┏━━

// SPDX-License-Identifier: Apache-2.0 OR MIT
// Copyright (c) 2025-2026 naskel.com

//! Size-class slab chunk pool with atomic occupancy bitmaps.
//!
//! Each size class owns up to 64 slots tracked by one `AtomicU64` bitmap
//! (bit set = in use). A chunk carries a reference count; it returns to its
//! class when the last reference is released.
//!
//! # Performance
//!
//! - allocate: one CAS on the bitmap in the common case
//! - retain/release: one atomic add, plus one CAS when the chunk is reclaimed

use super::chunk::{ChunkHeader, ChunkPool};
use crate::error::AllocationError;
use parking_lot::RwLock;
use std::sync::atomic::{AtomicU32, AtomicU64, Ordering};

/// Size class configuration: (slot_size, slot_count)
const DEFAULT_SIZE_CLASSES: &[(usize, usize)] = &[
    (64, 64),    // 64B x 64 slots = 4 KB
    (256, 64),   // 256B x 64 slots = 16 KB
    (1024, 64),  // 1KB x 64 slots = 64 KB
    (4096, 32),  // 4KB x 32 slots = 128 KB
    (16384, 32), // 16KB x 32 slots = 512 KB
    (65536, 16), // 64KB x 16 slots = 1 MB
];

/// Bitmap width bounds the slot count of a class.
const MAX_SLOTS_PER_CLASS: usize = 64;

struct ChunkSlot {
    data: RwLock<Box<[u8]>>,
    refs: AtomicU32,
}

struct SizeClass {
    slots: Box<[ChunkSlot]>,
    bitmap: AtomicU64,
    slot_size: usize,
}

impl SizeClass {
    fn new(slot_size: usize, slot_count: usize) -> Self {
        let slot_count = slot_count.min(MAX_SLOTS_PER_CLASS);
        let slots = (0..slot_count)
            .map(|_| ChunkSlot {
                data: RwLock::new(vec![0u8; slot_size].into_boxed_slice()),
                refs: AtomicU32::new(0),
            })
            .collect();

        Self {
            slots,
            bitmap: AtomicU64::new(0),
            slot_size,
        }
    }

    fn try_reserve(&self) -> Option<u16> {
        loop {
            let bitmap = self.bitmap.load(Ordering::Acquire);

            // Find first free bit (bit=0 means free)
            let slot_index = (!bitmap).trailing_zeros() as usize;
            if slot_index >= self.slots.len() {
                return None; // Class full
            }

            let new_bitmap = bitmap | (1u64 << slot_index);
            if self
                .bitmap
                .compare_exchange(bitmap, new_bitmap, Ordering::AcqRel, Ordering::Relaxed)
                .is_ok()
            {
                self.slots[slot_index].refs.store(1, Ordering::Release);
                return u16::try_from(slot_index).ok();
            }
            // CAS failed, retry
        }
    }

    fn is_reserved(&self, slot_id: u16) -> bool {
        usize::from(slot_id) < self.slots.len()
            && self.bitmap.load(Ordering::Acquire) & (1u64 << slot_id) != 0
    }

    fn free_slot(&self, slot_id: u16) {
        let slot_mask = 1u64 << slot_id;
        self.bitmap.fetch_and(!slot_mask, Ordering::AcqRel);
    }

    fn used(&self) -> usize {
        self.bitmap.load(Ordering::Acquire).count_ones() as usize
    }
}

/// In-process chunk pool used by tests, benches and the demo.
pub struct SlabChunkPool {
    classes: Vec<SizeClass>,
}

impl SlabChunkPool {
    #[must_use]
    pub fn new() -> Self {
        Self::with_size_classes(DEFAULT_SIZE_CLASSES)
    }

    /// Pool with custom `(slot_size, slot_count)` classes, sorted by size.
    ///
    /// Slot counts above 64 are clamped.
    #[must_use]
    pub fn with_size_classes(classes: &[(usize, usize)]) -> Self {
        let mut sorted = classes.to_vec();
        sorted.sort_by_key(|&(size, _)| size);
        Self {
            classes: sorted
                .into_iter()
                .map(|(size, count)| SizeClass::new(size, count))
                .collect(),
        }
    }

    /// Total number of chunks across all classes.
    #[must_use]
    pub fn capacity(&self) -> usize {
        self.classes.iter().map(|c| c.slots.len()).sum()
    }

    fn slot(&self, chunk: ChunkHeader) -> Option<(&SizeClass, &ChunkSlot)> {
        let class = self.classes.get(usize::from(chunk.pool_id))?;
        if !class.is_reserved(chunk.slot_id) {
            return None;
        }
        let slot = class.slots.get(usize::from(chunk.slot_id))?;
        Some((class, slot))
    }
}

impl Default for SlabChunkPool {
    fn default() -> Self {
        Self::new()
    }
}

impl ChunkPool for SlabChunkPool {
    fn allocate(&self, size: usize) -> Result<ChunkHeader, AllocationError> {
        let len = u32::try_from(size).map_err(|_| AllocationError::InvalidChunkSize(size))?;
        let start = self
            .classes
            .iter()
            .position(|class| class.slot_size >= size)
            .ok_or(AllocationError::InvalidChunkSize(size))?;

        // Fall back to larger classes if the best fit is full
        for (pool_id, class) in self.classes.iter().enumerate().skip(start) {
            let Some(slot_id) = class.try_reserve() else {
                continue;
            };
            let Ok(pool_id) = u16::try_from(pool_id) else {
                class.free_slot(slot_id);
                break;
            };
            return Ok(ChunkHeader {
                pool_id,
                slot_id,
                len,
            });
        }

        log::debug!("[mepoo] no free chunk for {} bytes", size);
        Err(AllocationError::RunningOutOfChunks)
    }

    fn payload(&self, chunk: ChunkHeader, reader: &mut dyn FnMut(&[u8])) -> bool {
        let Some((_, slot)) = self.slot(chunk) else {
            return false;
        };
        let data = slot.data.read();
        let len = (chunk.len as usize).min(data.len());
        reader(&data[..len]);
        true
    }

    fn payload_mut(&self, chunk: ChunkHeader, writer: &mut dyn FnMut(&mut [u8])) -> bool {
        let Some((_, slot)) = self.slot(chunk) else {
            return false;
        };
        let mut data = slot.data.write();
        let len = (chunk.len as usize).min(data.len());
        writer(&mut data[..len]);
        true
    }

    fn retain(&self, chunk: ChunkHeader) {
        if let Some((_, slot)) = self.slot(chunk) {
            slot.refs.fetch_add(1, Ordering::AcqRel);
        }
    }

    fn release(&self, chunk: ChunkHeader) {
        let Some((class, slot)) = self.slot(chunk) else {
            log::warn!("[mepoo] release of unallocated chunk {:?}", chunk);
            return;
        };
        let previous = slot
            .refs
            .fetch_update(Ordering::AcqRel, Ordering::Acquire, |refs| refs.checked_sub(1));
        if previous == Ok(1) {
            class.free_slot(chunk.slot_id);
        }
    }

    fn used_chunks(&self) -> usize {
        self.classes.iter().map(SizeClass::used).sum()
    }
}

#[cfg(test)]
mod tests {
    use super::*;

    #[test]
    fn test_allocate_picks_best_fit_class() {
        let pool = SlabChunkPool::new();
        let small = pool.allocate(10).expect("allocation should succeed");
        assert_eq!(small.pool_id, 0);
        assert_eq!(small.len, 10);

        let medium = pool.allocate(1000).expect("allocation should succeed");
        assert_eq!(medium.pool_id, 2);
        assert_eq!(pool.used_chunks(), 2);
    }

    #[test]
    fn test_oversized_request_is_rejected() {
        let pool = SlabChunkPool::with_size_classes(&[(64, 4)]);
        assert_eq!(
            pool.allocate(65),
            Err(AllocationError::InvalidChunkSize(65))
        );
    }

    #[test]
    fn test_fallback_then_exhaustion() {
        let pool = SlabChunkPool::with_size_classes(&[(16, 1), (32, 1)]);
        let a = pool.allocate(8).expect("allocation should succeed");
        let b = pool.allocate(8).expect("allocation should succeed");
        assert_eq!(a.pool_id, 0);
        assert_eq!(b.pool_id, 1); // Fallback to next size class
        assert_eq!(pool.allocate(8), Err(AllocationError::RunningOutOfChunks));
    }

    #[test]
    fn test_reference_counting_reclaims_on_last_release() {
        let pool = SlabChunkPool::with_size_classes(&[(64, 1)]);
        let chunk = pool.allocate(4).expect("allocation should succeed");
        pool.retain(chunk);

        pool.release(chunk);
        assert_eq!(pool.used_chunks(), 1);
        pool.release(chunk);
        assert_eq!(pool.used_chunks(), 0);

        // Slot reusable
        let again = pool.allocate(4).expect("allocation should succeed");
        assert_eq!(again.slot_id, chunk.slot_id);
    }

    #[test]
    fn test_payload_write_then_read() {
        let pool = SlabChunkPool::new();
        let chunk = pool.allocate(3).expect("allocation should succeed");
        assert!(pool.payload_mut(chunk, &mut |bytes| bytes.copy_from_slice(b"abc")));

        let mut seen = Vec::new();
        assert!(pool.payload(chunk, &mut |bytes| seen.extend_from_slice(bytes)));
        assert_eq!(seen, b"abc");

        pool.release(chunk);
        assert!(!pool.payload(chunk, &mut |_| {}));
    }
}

┗━━

PROBLEM STATEMENT: Your output should be the listing's lines, exact and complete, from its first line to the line that contains "the common case", inclusive.

RESULT BELOW:
// SPDX-License-Identifier: Apache-2.0 OR MIT
// Copyright (c) 2025-2026 naskel.com

//! Size-class slab chunk pool with atomic occupancy bitmaps.
//!
//! Each size class owns up to 64 slots tracked by one `AtomicU64` bitmap
//! (bit set = in use). A chunk carries a reference count; it returns to its
//! class when the last reference is released.
//!
//! # Performance
//!
//! - allocate: one CAS on the bitmap in the common case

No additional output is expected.